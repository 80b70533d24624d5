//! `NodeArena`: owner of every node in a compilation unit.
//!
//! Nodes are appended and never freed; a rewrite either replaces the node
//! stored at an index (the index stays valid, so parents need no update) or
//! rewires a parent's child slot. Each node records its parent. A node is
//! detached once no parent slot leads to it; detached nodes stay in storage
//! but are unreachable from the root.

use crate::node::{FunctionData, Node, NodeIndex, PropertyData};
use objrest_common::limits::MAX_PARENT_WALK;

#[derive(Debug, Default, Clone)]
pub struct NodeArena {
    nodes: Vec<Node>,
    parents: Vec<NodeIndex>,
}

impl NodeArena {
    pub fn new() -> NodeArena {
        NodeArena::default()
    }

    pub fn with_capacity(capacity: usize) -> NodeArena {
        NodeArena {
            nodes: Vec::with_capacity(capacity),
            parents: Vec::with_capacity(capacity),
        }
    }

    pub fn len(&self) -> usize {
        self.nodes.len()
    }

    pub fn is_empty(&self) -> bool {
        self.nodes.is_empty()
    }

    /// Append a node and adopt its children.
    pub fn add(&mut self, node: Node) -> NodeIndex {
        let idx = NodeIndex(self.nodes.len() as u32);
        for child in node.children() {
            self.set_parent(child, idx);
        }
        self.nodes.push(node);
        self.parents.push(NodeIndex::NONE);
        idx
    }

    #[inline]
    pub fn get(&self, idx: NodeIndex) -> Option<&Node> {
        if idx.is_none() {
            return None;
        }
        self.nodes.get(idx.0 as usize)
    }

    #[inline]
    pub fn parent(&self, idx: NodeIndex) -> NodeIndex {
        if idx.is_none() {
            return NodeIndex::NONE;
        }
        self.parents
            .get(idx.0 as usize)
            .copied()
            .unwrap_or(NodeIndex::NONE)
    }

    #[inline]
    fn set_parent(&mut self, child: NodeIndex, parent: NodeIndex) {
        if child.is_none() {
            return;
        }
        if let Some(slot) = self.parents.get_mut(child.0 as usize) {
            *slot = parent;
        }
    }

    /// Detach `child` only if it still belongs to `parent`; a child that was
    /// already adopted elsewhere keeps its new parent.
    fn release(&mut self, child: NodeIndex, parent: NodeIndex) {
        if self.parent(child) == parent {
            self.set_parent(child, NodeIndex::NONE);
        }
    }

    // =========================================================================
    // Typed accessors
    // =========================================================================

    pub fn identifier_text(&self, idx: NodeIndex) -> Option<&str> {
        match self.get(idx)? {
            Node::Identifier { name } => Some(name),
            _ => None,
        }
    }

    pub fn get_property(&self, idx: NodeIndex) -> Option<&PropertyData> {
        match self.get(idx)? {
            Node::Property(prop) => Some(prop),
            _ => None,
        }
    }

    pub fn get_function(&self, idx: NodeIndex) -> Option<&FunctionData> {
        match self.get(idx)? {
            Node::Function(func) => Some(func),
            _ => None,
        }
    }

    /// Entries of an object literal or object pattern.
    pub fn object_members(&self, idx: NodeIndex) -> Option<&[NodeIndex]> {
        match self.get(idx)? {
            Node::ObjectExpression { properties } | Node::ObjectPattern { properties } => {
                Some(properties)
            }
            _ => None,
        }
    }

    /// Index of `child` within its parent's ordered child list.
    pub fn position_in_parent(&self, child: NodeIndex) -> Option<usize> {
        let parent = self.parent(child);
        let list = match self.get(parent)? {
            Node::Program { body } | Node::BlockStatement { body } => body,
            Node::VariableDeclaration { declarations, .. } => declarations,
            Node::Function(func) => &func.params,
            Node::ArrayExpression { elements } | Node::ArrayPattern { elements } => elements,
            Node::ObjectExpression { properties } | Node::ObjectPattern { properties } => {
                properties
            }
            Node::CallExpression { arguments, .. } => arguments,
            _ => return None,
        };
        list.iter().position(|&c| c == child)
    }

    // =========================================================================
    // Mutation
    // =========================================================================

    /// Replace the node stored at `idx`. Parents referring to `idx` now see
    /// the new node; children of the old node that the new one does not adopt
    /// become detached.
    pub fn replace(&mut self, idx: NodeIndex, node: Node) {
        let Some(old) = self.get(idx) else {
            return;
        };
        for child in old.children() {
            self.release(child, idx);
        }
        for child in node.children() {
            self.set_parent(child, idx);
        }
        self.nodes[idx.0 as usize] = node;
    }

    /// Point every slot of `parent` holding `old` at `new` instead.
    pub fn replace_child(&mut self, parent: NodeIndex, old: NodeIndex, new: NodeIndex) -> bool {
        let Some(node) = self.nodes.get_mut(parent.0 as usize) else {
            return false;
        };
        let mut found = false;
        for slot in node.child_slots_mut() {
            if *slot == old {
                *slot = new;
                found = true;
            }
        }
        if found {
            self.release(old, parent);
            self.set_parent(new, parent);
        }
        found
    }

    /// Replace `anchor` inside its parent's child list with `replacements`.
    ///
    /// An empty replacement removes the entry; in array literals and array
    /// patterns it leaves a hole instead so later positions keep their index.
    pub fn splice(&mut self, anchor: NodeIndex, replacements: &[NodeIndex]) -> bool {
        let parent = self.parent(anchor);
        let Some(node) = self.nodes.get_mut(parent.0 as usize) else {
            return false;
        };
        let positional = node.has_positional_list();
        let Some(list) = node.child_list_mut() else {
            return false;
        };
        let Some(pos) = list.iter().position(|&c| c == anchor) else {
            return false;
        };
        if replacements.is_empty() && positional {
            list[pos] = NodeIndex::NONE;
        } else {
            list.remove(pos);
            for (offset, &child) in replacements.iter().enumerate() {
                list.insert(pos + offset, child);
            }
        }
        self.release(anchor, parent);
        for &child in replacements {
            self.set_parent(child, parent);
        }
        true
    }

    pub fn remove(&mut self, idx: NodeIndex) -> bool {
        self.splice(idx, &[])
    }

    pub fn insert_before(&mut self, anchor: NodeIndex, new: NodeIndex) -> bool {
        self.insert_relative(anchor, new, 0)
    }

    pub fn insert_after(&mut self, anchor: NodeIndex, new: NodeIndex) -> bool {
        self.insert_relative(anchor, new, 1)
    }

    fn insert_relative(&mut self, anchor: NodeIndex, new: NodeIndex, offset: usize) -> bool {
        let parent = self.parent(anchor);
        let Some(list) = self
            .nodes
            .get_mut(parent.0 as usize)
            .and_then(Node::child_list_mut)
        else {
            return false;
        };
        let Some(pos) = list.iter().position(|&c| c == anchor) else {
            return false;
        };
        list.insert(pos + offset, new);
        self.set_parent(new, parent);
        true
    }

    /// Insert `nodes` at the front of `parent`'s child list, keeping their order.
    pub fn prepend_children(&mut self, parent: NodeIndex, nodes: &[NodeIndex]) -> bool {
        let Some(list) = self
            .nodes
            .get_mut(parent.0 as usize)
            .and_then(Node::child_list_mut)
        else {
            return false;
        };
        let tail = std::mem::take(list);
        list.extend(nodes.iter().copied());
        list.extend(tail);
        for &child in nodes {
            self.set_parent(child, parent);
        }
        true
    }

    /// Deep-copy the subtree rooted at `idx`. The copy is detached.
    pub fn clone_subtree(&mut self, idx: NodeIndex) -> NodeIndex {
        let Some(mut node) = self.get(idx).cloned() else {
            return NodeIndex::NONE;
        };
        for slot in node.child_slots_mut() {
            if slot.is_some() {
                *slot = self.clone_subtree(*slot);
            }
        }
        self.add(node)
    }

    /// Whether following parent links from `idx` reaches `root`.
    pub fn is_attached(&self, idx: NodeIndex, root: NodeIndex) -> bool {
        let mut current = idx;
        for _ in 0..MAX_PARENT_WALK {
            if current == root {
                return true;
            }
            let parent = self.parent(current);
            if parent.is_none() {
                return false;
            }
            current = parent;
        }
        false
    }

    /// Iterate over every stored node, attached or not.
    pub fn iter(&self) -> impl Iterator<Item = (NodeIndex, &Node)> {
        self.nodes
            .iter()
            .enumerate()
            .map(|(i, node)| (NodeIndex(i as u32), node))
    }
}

○ ○ ○ ○ ○

EXERCISE AIM - Copy the entries above exactly, but only from the line holding "for child in old.children()" through the line holding "list.remove(pos);", both included.

YOUR SOLUTION -
        for child in old.children() {
            self.release(child, idx);
        }
        for child in node.children() {
            self.set_parent(child, idx);
        }
        self.nodes[idx.0 as usize] = node;
    }

    /// Point every slot of `parent` holding `old` at `new` instead.
    pub fn replace_child(&mut self, parent: NodeIndex, old: NodeIndex, new: NodeIndex) -> bool {
        let Some(node) = self.nodes.get_mut(parent.0 as usize) else {
            return false;
        };
        let mut found = false;
        for slot in node.child_slots_mut() {
            if *slot == old {
                *slot = new;
                found = true;
            }
        }
        if found {
            self.release(old, parent);
            self.set_parent(new, parent);
        }
        found
    }

    /// Replace `anchor` inside its parent's child list with `replacements`.
    ///
    /// An empty replacement removes the entry; in array literals and array
    /// patterns it leaves a hole instead so later positions keep their index.
    pub fn splice(&mut self, anchor: NodeIndex, replacements: &[NodeIndex]) -> bool {
        let parent = self.parent(anchor);
        let Some(node) = self.nodes.get_mut(parent.0 as usize) else {
            return false;
        };
        let positional = node.has_positional_list();
        let Some(list) = node.child_list_mut() else {
            return false;
        };
        let Some(pos) = list.iter().position(|&c| c == anchor) else {
            return false;
        };
        if replacements.is_empty() && positional {
            list[pos] = NodeIndex::NONE;
        } else {
            list.remove(pos);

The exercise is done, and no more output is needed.